Psychoanalysis, a school of thought founded by Sigmund Freud that emphasizes the resolution of unconscious mental conflicts, is used by its practitioners to treat clients presenting with major depression. A more widely practiced, eclectic technique, called psychodynamic psychotherapy, is loosely based on psychoanalysis and has an additional social and interpersonal focus. In a meta-analysis of three controlled trials, psychodynamic psychotherapy was found to be as effective as medication for mild to moderate depression.
To find the most effective pharmaceutical treatment, the dosages of antidepressants must often be adjusted, or different medications and combinations tried. Response rates to the first agent administered may be as low as 50%. It may take anywhere from three to eight weeks after the start of medication before its therapeutic effects can be fully discovered. Patients are advised not to stop taking an antidepressant suddenly and to continue its use for at least four months to prevent the chance of recurrence. People with chronic depression need to take the medication for the rest of their lives. The term refractory- or treatment-resistant depression is used to describe cases that do not respond to adequate courses of least two antidepressants.
Selective serotonin reuptake inhibitors (SSRIs), such as sertraline (Zoloft), escitalopram (Lexapro), fluoxetine (Prozac), paroxetine, and citalopram are the primary medications considered, due to their relatively mild side effects and broad effect on the symptoms of depression and anxiety. Those who do not respond to the first SSRI tried can be switched to another; such a switch results in improvement in almost 50% of cases. Another popular option is to switch to the atypical antidepressant bupropion (Wellbutrin) or to add bupropion to the existing therapy; this strategy is possibly more effective. It is not uncommon for SSRIs to cause or worsen insomnia; the sedating antidepressant mirtazapine (Zispin, Remeron) can be used in such cases. Venlafaxine (Effexor), a serotonin-norepinephrine reuptake inhibitor, may be moderately more effective than SSRIs; however, it is not recommended as a first-line treatment because of the higher rate of side effects, and its use is specifically discouraged in children and adolescents. Fluoxetine is the only antidepressant recommended for people under the age of 18.

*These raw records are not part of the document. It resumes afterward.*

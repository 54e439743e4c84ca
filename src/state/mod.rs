//! Variable cache and lifecycle events

mod cache;
mod events;

pub use cache::{
    ObserverId, PresetObserver, SourceObserver, Uncached, VariableCache, Variables,
    ZoneObserver,
};
pub use events::{DisconnectReason, EventBus, EventFilter, Handler, RioEvent, Signal, Subscription};
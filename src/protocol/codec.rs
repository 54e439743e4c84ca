//! Line framing for the RIO stream

use bytes::{BufMut, BytesMut};
use tokio_util::codec::{Decoder, Encoder};

use crate::error::RioError;

/// Default maximum accepted line length (64KB)
pub const DEFAULT_MAX_LINE_LENGTH: usize = 64 * 1024;

/// Line codec for the RIO stream
///
/// Decodes newline-terminated lines (an optional trailing `\r` is dropped,
/// invalid UTF-8 is replaced rather than rejected) and encodes commands with
/// the carriage return the controller expects.
#[derive(Debug, Clone)]
pub struct RioCodec {
    /// Maximum line length before the stream is considered corrupt
    max_line_length: usize,
    /// Where to resume scanning for a newline in the buffer
    next_index: usize,
}

impl RioCodec {
    /// Create a new codec
    #[must_use]
    pub fn new() -> Self {
        Self {
            max_line_length: DEFAULT_MAX_LINE_LENGTH,
            next_index: 0,
        }
    }

    /// Set maximum line length
    #[must_use]
    pub fn with_max_line_length(mut self, length: usize) -> Self {
        self.max_line_length = length;
        self
    }

    fn to_text(line: &[u8]) -> String {
        let line = line.strip_suffix(b"\r").unwrap_or(line);
        String::from_utf8_lossy(line).into_owned()
    }
}

impl Default for RioCodec {
    fn default() -> Self {
        Self::new()
    }
}

impl Decoder for RioCodec {
    type Item = String;
    type Error = RioError;

    fn decode(&mut self, buf: &mut BytesMut) -> Result<Option<Self::Item>, Self::Error> {
        let scan_from = self.next_index.min(buf.len());
        if let Some(offset) = buf[scan_from..].iter().position(|b| *b == b'\n') {
            let end = scan_from + offset;
            self.next_index = 0;
            let line = buf.split_to(end + 1);
            return Ok(Some(Self::to_text(&line[..end])));
        }

        if buf.len() > self.max_line_length {
            return Err(RioError::Codec {
                message: format!(
                    "line exceeds {} bytes without a terminator",
                    self.max_line_length
                ),
            });
        }

        self.next_index = buf.len();
        Ok(None)
    }

    fn decode_eof(&mut self, buf: &mut BytesMut) -> Result<Option<Self::Item>, Self::Error> {
        if let Some(line) = self.decode(buf)? {
            return Ok(Some(line));
        }
        if buf.is_empty() {
            return Ok(None);
        }

        // Unterminated final line
        self.next_index = 0;
        let line = buf.split();
        Ok(Some(Self::to_text(&line)))
    }
}

impl<T: AsRef<str>> Encoder<T> for RioCodec {
    type Error = RioError;

    fn encode(&mut self, item: T, dst: &mut BytesMut) -> Result<(), Self::Error> {
        let text = item.as_ref();
        if text.contains(['\r', '\n']) {
            return Err(RioError::Codec {
                message: format!("command contains a line terminator: {text:?}"),
            });
        }

        dst.reserve(text.len() + 1);
        dst.put_slice(text.as_bytes());
        dst.put_u8(b'\r');
        Ok(())
    }
}
//! Transaction records produced by the statement parsers.

use serde::{Deserialize, Serialize};

/// Normalized output of the statement parsers (bank-agnostic).
#[derive(Debug, Clone, PartialEq, Serialize, Deserialize)]
pub struct Transaction {
    /// Date exactly as the issuer prints it; never reparsed.
    pub date: String,
    pub description: String,
    /// Money in, always >= 0.
    pub credit: f64,
    /// Money out, always >= 0.
    pub debit: f64,
    /// Running balance after this row; 0.0 when the issuer does not print one.
    pub balance: f64,
}

impl Transaction {
    /// Signed effect on the balance (credit positive).
    pub fn net(&self) -> f64 {
        self.credit - self.debit
    }

    pub fn is_credit(&self) -> bool {
        self.credit > 0.0
    }

    pub fn is_debit(&self) -> bool {
        self.debit > 0.0
    }
}

/// Raw trimmed lines attributed to one transaction, first line carrying the date anchor.
#[derive(Debug, Clone, PartialEq, Eq)]
pub struct TransactionBlock {
    lines: Vec<String>,
}

impl TransactionBlock {
    pub fn new(first_line: impl Into<String>) -> Self {
        Self {
            lines: vec![first_line.into()],
        }
    }

    pub fn push(&mut self, line: impl Into<String>) {
        self.lines.push(line.into());
    }

    pub fn first_line(&self) -> &str {
        // a block is never empty: it is created from its anchor line
        self.lines.first().map(String::as_str).unwrap_or("")
    }

    pub fn continuation(&self) -> &[String] {
        self.lines.get(1..).unwrap_or(&[])
    }

    pub fn lines(&self) -> &[String] {
        &self.lines
    }

    /// All lines joined with single spaces.
    pub fn joined(&self) -> String {
        self.lines.join(" ")
    }
}

#[cfg(test)]
mod tests {
    use super::*;

    #[test]
    fn test_block_join_and_continuation() {
        let mut block = TransactionBlock::new("05/01/2024 TRANSFER KE");
        block.push("BUDI SANTOSO 4.500.000,00");
        assert_eq!(block.first_line(), "05/01/2024 TRANSFER KE");
        assert_eq!(block.continuation(), ["BUDI SANTOSO 4.500.000,00".to_string()]);
        assert_eq!(block.joined(), "05/01/2024 TRANSFER KE BUDI SANTOSO 4.500.000,00");
    }

    #[test]
    fn test_net_and_direction() {
        let t = Transaction {
            date: "01 Jan 2024".into(),
            description: "GAJI".into(),
            credit: 250.0,
            debit: 0.0,
            balance: 1250.0,
        };
        assert_eq!(t.net(), 250.0);
        assert!(t.is_credit());
        assert!(!t.is_debit());
    }

    #[test]
    fn test_serializes_fixed_field_names() {
        let t = Transaction {
            date: "01/02/24".into(),
            description: "PAYMENT".into(),
            credit: 0.0,
            debit: 500.0,
            balance: 4500.0,
        };
        let v = serde_json::to_value(&t).unwrap();
        let keys: Vec<_> = v.as_object().unwrap().keys().cloned().collect();
        assert_eq!(keys.len(), 5);
        for k in ["date", "description", "credit", "debit", "balance"] {
            assert!(keys.iter().any(|key| key == k), "missing {k}");
        }
    }
}
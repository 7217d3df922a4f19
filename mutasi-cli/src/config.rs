use anyhow::{Context, Result};
use mutasi_core::{IssuerVariant, SeparatorPolicy};
use mutasi_export::{ExportFormat, Labels};
use mutasi_ingest::{ExtractOptions, Extractor, Registry};
use serde::{Deserialize, Serialize};
use std::fs;
use std::path::PathBuf;

use crate::state::{ensure_mutasi_home, mutasi_home};

#[derive(Debug, Clone, Default, Serialize, Deserialize)]
pub struct Config {
    #[serde(default)]
    pub parse: ParseSection,
    #[serde(default)]
    pub export: ExportSection,
}

#[derive(Debug, Clone, Serialize, Deserialize)]
pub struct ParseSection {
    /// Classification order when several fingerprints match; unlisted issuers follow.
    #[serde(default)]
    pub priority: Vec<IssuerVariant>,
    /// Overrides every issuer's own separator policy.
    #[serde(default, skip_serializing_if = "Option::is_none")]
    pub number_policy: Option<SeparatorPolicy>,
}

#[derive(Debug, Clone, Default, Serialize, Deserialize)]
pub struct ExportSection {
    #[serde(default)]
    pub format: ExportFormat,
    #[serde(default)]
    pub labels: Labels,
}

impl Default for ParseSection {
    fn default() -> Self {
        Self {
            priority: IssuerVariant::ALL.to_vec(),
            number_policy: None,
        }
    }
}

impl Config {
    pub fn extractor(&self) -> Result<Extractor> {
        let registry = Registry::with_priority(&self.parse.priority).context("build issuer registry")?;
        let options = ExtractOptions {
            number_policy: self.parse.number_policy,
        };
        Ok(Extractor::with_options(registry, options))
    }
}

pub fn config_path() -> Result<PathBuf> {
    Ok(mutasi_home()?.join("config.toml"))
}

pub fn load_config() -> Result<Config> {
    let p = config_path()?;
    if !p.exists() {
        return Ok(Config::default());
    }
    let s = fs::read_to_string(&p).with_context(|| format!("read {}", p.display()))?;
    toml::from_str(&s).with_context(|| format!("parse {}", p.display()))
}

pub fn save_config(cfg: &Config) -> Result<()> {
    let p = ensure_mutasi_home()?.join("config.toml");
    let s = toml::to_string_pretty(cfg).context("serialize config")?;
    fs::write(&p, s).with_context(|| format!("write {}", p.display()))?;
    Ok(())
}

pub fn init_config() -> Result<()> {
    let p = config_path()?;
    if p.exists() {
        println!("Config already exists: {}", p.display());
        return Ok(());
    }
    save_config(&Config::default())?;
    println!("Wrote {}", p.display());
    Ok(())
}

pub fn show_config() -> Result<()> {
    let p = config_path()?;
    let cfg = load_config()?;
    if p.exists() {
        println!("# {}", p.display());
    } else {
        println!("# {} (not found, showing defaults)", p.display());
    }
    print!("{}", toml::to_string_pretty(&cfg).context("serialize config")?);
    Ok(())
}

#[cfg(test)]
mod tests {
    use super::*;

    #[test]
    fn test_partial_file_uses_defaults() {
        let cfg: Config = toml::from_str("[export]\nlabels = \"id\"\n").unwrap();
        assert_eq!(cfg.export.labels, Labels::Indonesian);
        assert_eq!(cfg.export.format, ExportFormat::Csv);
        assert_eq!(cfg.parse.priority, IssuerVariant::ALL.to_vec());
        assert_eq!(cfg.parse.number_policy, None);
    }

    #[test]
    fn test_parse_section() {
        let cfg: Config = toml::from_str(
            "[parse]\npriority = [\"jenius\", \"bni\"]\nnumber_policy = \"comma-decimal\"\n",
        )
        .unwrap();
        assert_eq!(cfg.parse.priority, vec![IssuerVariant::Jenius, IssuerVariant::Bni]);
        assert_eq!(cfg.parse.number_policy, Some(SeparatorPolicy::CommaDecimal));
        let ex = cfg.extractor().unwrap();
        assert_eq!(ex.registry().priority()[0], IssuerVariant::Jenius);
    }

    #[test]
    fn test_default_round_trips() {
        let s = toml::to_string_pretty(&Config::default()).unwrap();
        let back: Config = toml::from_str(&s).unwrap();
        assert_eq!(back.parse.priority.len(), IssuerVariant::ALL.len());
        assert_eq!(back.export.labels, Labels::English);
    }

    #[test]
    fn test_unknown_issuer_rejected() {
        assert!(toml::from_str::<Config>("[parse]\npriority = [\"bca\"]\n").is_err());
    }
}
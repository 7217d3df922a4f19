//! BNI (Bank Negara Indonesia) "Laporan Mutasi Rekening" statement.
//!
//! Expected reconstructed text:
//!   Tanggal & Waktu   Rincian Transaksi                 Nominal (IDR)    Saldo (IDR)
//!   01 Jan 2024       TRANSFER DARI BUDI
//!   08:15:02 WIB                                      +1.000.000,00   6.000.000,00
//!
//! The signed nominal says credit (`+`) or debit (`-`); the last figure is the
//! running balance. A row often wraps, so amounts are searched in the joined block.

use mutasi_core::{IssuerVariant, SeparatorPolicy};

use crate::profile::{AmountStrategy, AnchorScope, IssuerProfile, SectionStart};

pub const PROFILE: IssuerProfile = IssuerProfile {
    variant: IssuerVariant::Bni,
    fingerprints: &["PT Bank Negara Indonesia"],
    section_start: SectionStart::FirstAnchor,
    section_end: &["Saldo Akhir", "Informasi Lainnya"],
    end_is_final: true,
    noise_contains: &[
        "PT Bank Negara Indonesia",
        "Laporan Mutasi Rekening",
        "Periode:",
        "Tanggal & Waktu",
        "berizin dan diawasi oleh Otoritas Jasa Keuangan",
        "peserta penjaminan Lembaga Penjamin Simpanan",
    ],
    noise_patterns: &[r"^\d+ dari \d+$"],
    date_anchor: r"^(\d{2} (?:Jan|Feb|Mar|Apr|Mei|Jun|Jul|Ags|Agu|Sep|Okt|Nov|Des) \d{4})",
    amount: AmountStrategy::SignedPair(r"([+-][\d.,]+)\s+([\d.,]+)$"),
    amount_scope: AnchorScope::Joined,
    scrub: &[r"\d{2}:\d{2}:\d{2} WIB"],
    opening_balance: None,
    reverse_output: false,
    number_policy: SeparatorPolicy::DigitCount,
};
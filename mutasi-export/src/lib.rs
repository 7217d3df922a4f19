//! mutasi-export: transaction rows as CSV, JSON or a terminal table

pub mod format;
pub mod row;
pub mod table;
pub mod writer;

pub use format::{ExportFormat, format_id};
pub use row::{Labels, Row};
pub use table::{column_widths, render_table};
pub use writer::{ExportError, write_csv, write_json, write_report};

/// Base name for report files when no output path is given.
pub const DEFAULT_REPORT_NAME: &str = "mutasi_report";
use anyhow::{Context, Result};
use std::fs;
use std::path::PathBuf;

/// `$MUTASI_HOME`, or `~/.mutasi`.
pub fn mutasi_home() -> Result<PathBuf> {
    if let Some(dir) = std::env::var_os("MUTASI_HOME").filter(|d| !d.is_empty()) {
        return Ok(PathBuf::from(dir));
    }
    let home = std::env::var("HOME").context("HOME is not set (or set MUTASI_HOME)")?;
    Ok(PathBuf::from(home).join(".mutasi"))
}

pub fn ensure_mutasi_home() -> Result<PathBuf> {
    let dir = mutasi_home()?;
    fs::create_dir_all(&dir).with_context(|| format!("create {}", dir.display()))?;
    Ok(dir)
}
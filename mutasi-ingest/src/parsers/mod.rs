//! Issuer-specific statement profiles.

pub mod bni;
pub mod bri;
pub mod jenius;
pub mod mandiri;
pub mod seabank;

use mutasi_core::IssuerVariant;

use crate::profile::IssuerProfile;

pub fn profile(variant: IssuerVariant) -> &'static IssuerProfile {
    match variant {
        IssuerVariant::Bni => &bni::PROFILE,
        IssuerVariant::Bri => &bri::PROFILE,
        IssuerVariant::Mandiri => &mandiri::PROFILE,
        IssuerVariant::Seabank => &seabank::PROFILE,
        IssuerVariant::Jenius => &jenius::PROFILE,
    }
}

#[cfg(test)]
mod tests {
    use super::*;

    #[test]
    fn test_profile_table_is_consistent() {
        for variant in IssuerVariant::ALL {
            let p = profile(variant);
            assert_eq!(p.variant, variant);
            assert!(!p.fingerprints.is_empty(), "{variant} has no fingerprint");
            assert!(p.date_anchor.starts_with('^'), "{variant} date anchor not anchored");
            assert!(p.amount.pattern().ends_with('$'), "{variant} amount not tail-anchored");
        }
    }

    #[test]
    fn test_fingerprints_are_disjoint() {
        for a in IssuerVariant::ALL {
            for b in IssuerVariant::ALL.into_iter().filter(|b| *b != a) {
                for fp in profile(a).fingerprints {
                    assert!(
                        !profile(b).fingerprints.iter().any(|other| other.contains(fp)),
                        "{a} fingerprint '{fp}' overlaps {b}"
                    );
                }
            }
        }
    }
}
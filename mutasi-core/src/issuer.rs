//! Supported statement issuers.

use serde::{Deserialize, Serialize};
use std::fmt;
use std::str::FromStr;

use crate::error::UnknownNameError;

/// Closed set of statement layouts the parsers understand.
#[derive(Debug, Clone, Copy, PartialEq, Eq, Hash, Serialize, Deserialize)]
pub enum IssuerVariant {
    #[serde(rename = "bni")]
    Bni,
    #[serde(rename = "bri")]
    Bri,
    #[serde(rename = "mandiri")]
    Mandiri,
    #[serde(rename = "seabank")]
    Seabank,
    #[serde(rename = "jenius")]
    Jenius,
}

impl IssuerVariant {
    /// Default classification priority.
    pub const ALL: [IssuerVariant; 5] = [
        IssuerVariant::Bni,
        IssuerVariant::Bri,
        IssuerVariant::Mandiri,
        IssuerVariant::Seabank,
        IssuerVariant::Jenius,
    ];

    /// Short machine name used in config files and on the command line.
    pub fn key(&self) -> &'static str {
        match self {
            IssuerVariant::Bni => "bni",
            IssuerVariant::Bri => "bri",
            IssuerVariant::Mandiri => "mandiri",
            IssuerVariant::Seabank => "seabank",
            IssuerVariant::Jenius => "jenius",
        }
    }

    pub fn bank_name(&self) -> &'static str {
        match self {
            IssuerVariant::Bni => "Bank Negara Indonesia",
            IssuerVariant::Bri => "Bank Rakyat Indonesia",
            IssuerVariant::Mandiri => "Bank Mandiri",
            IssuerVariant::Seabank => "SeaBank Indonesia",
            IssuerVariant::Jenius => "Jenius (SMBC Indonesia)",
        }
    }
}

impl fmt::Display for IssuerVariant {
    fn fmt(&self, f: &mut fmt::Formatter<'_>) -> fmt::Result {
        f.write_str(self.key())
    }
}

impl FromStr for IssuerVariant {
    type Err = UnknownNameError;

    fn from_str(s: &str) -> Result<Self, Self::Err> {
        let wanted = s.trim().to_ascii_lowercase();
        IssuerVariant::ALL
            .into_iter()
            .find(|v| v.key() == wanted)
            .ok_or_else(|| {
                let keys: Vec<&str> = IssuerVariant::ALL.iter().map(|v| v.key()).collect();
                UnknownNameError::new("issuer", s, &keys)
            })
    }
}
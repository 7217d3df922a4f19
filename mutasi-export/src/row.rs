//! Flat export record and its column headers.

use mutasi_core::{Transaction, UnknownNameError};
use serde::{Deserialize, Serialize};
use std::fmt;
use std::str::FromStr;

/// One exported line. Field order is column order.
#[derive(Debug, Clone, PartialEq, Serialize, Deserialize)]
pub struct Row {
    pub date: String,
    pub description: String,
    pub credit: f64,
    pub debit: f64,
    pub balance: f64,
}

impl From<&Transaction> for Row {
    fn from(t: &Transaction) -> Self {
        Row {
            date: t.date.clone(),
            description: t.description.clone(),
            credit: t.credit,
            debit: t.debit,
            balance: t.balance,
        }
    }
}

impl Row {
    pub fn from_transactions(transactions: &[Transaction]) -> Vec<Row> {
        transactions.iter().map(Row::from).collect()
    }
}

/// Column header language.
#[derive(Debug, Clone, Copy, PartialEq, Eq, Default, Serialize, Deserialize)]
pub enum Labels {
    #[default]
    #[serde(rename = "en")]
    English,
    #[serde(rename = "id")]
    Indonesian,
}

impl Labels {
    pub const ALL: [Labels; 2] = [Labels::English, Labels::Indonesian];

    pub fn key(&self) -> &'static str {
        match self {
            Labels::English => "en",
            Labels::Indonesian => "id",
        }
    }

    pub fn headers(&self) -> [&'static str; 5] {
        match self {
            Labels::English => ["date", "description", "credit", "debit", "balance"],
            Labels::Indonesian => ["Tanggal", "Transaksi", "Pemasukan", "Pengeluaran", "Saldo"],
        }
    }
}

impl fmt::Display for Labels {
    fn fmt(&self, f: &mut fmt::Formatter<'_>) -> fmt::Result {
        f.write_str(self.key())
    }
}

impl FromStr for Labels {
    type Err = UnknownNameError;

    fn from_str(s: &str) -> Result<Self, Self::Err> {
        match s.trim().to_ascii_lowercase().as_str() {
            "en" | "english" => Ok(Labels::English),
            "id" | "indonesian" => Ok(Labels::Indonesian),
            _ => Err(UnknownNameError::new("label set", s, &["en", "id"])),
        }
    }
}
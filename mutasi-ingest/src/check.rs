//! Running-balance cross-check over extracted transactions.

use std::fmt;

use mutasi_core::Transaction;

use crate::extract::BALANCE_EPSILON;

#[derive(Debug, Clone, PartialEq)]
pub struct BalanceMismatch {
    /// Position of the offending row in the transaction list.
    pub index: usize,
    pub date: String,
    /// Previous balance plus this row's net amount.
    pub expected: f64,
    pub reported: f64,
}

impl fmt::Display for BalanceMismatch {
    fn fmt(&self, f: &mut fmt::Formatter<'_>) -> fmt::Result {
        write!(
            f,
            "balance mismatch at row {} ({}): statement shows {:.2}, running balance gives {:.2}",
            self.index, self.date, self.reported, self.expected
        )
    }
}

/// Rows whose reported balance does not follow from the previous row.
/// Only meaningful for issuers that print a balance column.
pub fn running_balance_mismatches(transactions: &[Transaction]) -> Vec<BalanceMismatch> {
    transactions
        .windows(2)
        .enumerate()
        .filter_map(|(i, pair)| {
            let expected = pair[0].balance + pair[1].net();
            ((pair[1].balance - expected).abs() >= BALANCE_EPSILON).then(|| BalanceMismatch {
                index: i + 1,
                date: pair[1].date.clone(),
                expected,
                reported: pair[1].balance,
            })
        })
        .collect()
}
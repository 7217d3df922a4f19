//! Classification, segmentation and extraction wired together.

use log::{info, warn};
use mutasi_core::{IssuerVariant, PositionedFragment, SeparatorPolicy, Transaction, normalize_with};
use serde::Serialize;

use crate::check::running_balance_mismatches;
use crate::extract::extract_blocks;
use crate::layout::{DocumentText, reconstruct_document};
use crate::registry::{CompiledProfile, Registry};
use crate::segment::segment;

#[derive(Debug, Clone, Copy, Default)]
pub struct ExtractOptions {
    /// Overrides every profile's own separator policy when set.
    pub number_policy: Option<SeparatorPolicy>,
}

/// Result of parsing one statement.
#[derive(Debug, Clone, Serialize)]
pub struct Extraction {
    /// `None` when no fingerprint matched.
    pub issuer: Option<IssuerVariant>,
    /// Every issuer whose fingerprint was found, in priority order.
    pub matched: Vec<IssuerVariant>,
    pub transactions: Vec<Transaction>,
    pub blocks_segmented: usize,
    pub blocks_dropped: usize,
    pub warnings: Vec<String>,
    #[serde(skip)]
    pub raw_text: DocumentText,
}

impl Extraction {
    fn unsupported(raw_text: DocumentText, matched: Vec<IssuerVariant>) -> Self {
        Self {
            issuer: None,
            matched,
            transactions: Vec::new(),
            blocks_segmented: 0,
            blocks_dropped: 0,
            warnings: vec!["statement format not recognized; no supported issuer fingerprint found".into()],
            raw_text,
        }
    }

    pub fn is_supported(&self) -> bool {
        self.issuer.is_some()
    }

    pub fn is_empty(&self) -> bool {
        self.transactions.is_empty()
    }

    pub fn total_credit(&self) -> f64 {
        self.transactions.iter().map(|t| t.credit).sum()
    }

    pub fn total_debit(&self) -> f64 {
        self.transactions.iter().map(|t| t.debit).sum()
    }
}

pub struct Extractor {
    registry: Registry,
    options: ExtractOptions,
}

impl Extractor {
    pub fn new(registry: Registry) -> Self {
        Self::with_options(registry, ExtractOptions::default())
    }

    pub fn with_options(registry: Registry, options: ExtractOptions) -> Self {
        Self { registry, options }
    }

    pub fn registry(&self) -> &Registry {
        &self.registry
    }

    pub fn extract_pages(&self, pages: &[Vec<PositionedFragment>]) -> Extraction {
        self.extract(reconstruct_document(pages))
    }

    /// Classify by fingerprint, then parse. Unsupported documents yield no
    /// transactions rather than an error.
    pub fn extract(&self, doc: DocumentText) -> Extraction {
        let matched = self.registry.fingerprint_matches(&doc);
        let Some(profile) = self.registry.classify(&doc) else {
            warn!("no supported issuer fingerprint found");
            return Extraction::unsupported(doc, matched);
        };
        info!("classified statement as {}", profile.variant().bank_name());

        let mut warnings = Vec::new();
        if matched.len() > 1 {
            let all = matched.iter().map(|v| v.key()).collect::<Vec<_>>().join(", ");
            let note = format!("fingerprints of several issuers found ({all}); parsed as {}", profile.variant());
            warn!("{note}");
            warnings.push(note);
        }
        self.run(profile, doc, matched, warnings)
    }

    /// Parse with a fixed issuer, skipping classification.
    pub fn extract_as(&self, doc: DocumentText, variant: IssuerVariant) -> Extraction {
        let matched = self.registry.fingerprint_matches(&doc);
        match self.registry.get(variant) {
            Some(profile) => self.run(profile, doc, matched, Vec::new()),
            None => Extraction::unsupported(doc, matched),
        }
    }

    fn run(
        &self,
        profile: &CompiledProfile,
        doc: DocumentText,
        matched: Vec<IssuerVariant>,
        mut warnings: Vec<String>,
    ) -> Extraction {
        let variant = profile.variant();
        let policy = self.options.number_policy.unwrap_or(profile.profile().number_policy);

        let blocks = segment(profile, &doc);
        let blocks_segmented = blocks.len();
        let opening = profile.opening_balance(&doc).map(|raw| normalize_with(raw, policy));

        let outcome = extract_blocks(profile, blocks, policy, opening);
        warnings.extend(outcome.warnings);

        if profile.profile().amount.reports_balance() {
            for mismatch in running_balance_mismatches(&outcome.transactions) {
                warn!("{variant}: {mismatch}");
                warnings.push(mismatch.to_string());
            }
        }
        if outcome.transactions.is_empty() {
            warnings.push(format!("no transactions extracted from {variant} statement; inspect the raw text"));
        }

        info!(
            "{variant}: {} transactions from {} blocks ({} dropped)",
            outcome.transactions.len(),
            blocks_segmented,
            outcome.dropped
        );

        Extraction {
            issuer: Some(variant),
            matched,
            transactions: outcome.transactions,
            blocks_segmented,
            blocks_dropped: outcome.dropped,
            warnings,
            raw_text: doc,
        }
    }
}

Tricyclic antidepressants have more side effects than SSRIs and are usually reserved for the treatment of inpatients, for whom the tricyclic antidepressant amitriptyline, in particular, appears to be more effective. A different class of antidepressants, the monoamine oxidase inhibitors, have historically been plagued by questionable efficacy and life-threatening adverse effects. They are still used only rarely, although newer agents of this class, with a better side effect profile, have been developed.
A doctor may add a medication with a different mode of action to bolster the effect of an antidepressant in cases of treatment resistance. Lithium has been used to augment antidepressant therapy in those who have failed to respond to antidepressants alone. Furthermore, lithium dramatically decreases the suicide risk in recurrent depression. Addition of a thyroid hormone, triiodothyronine may work as good as lithium, even in patients with normal thyroid function. Addition of atypical antipsychotics when the patient has not responded to an antidepressant is also known to increase the effectiveness of antidepressant drugs, albeit at the cost of more frequent side effects.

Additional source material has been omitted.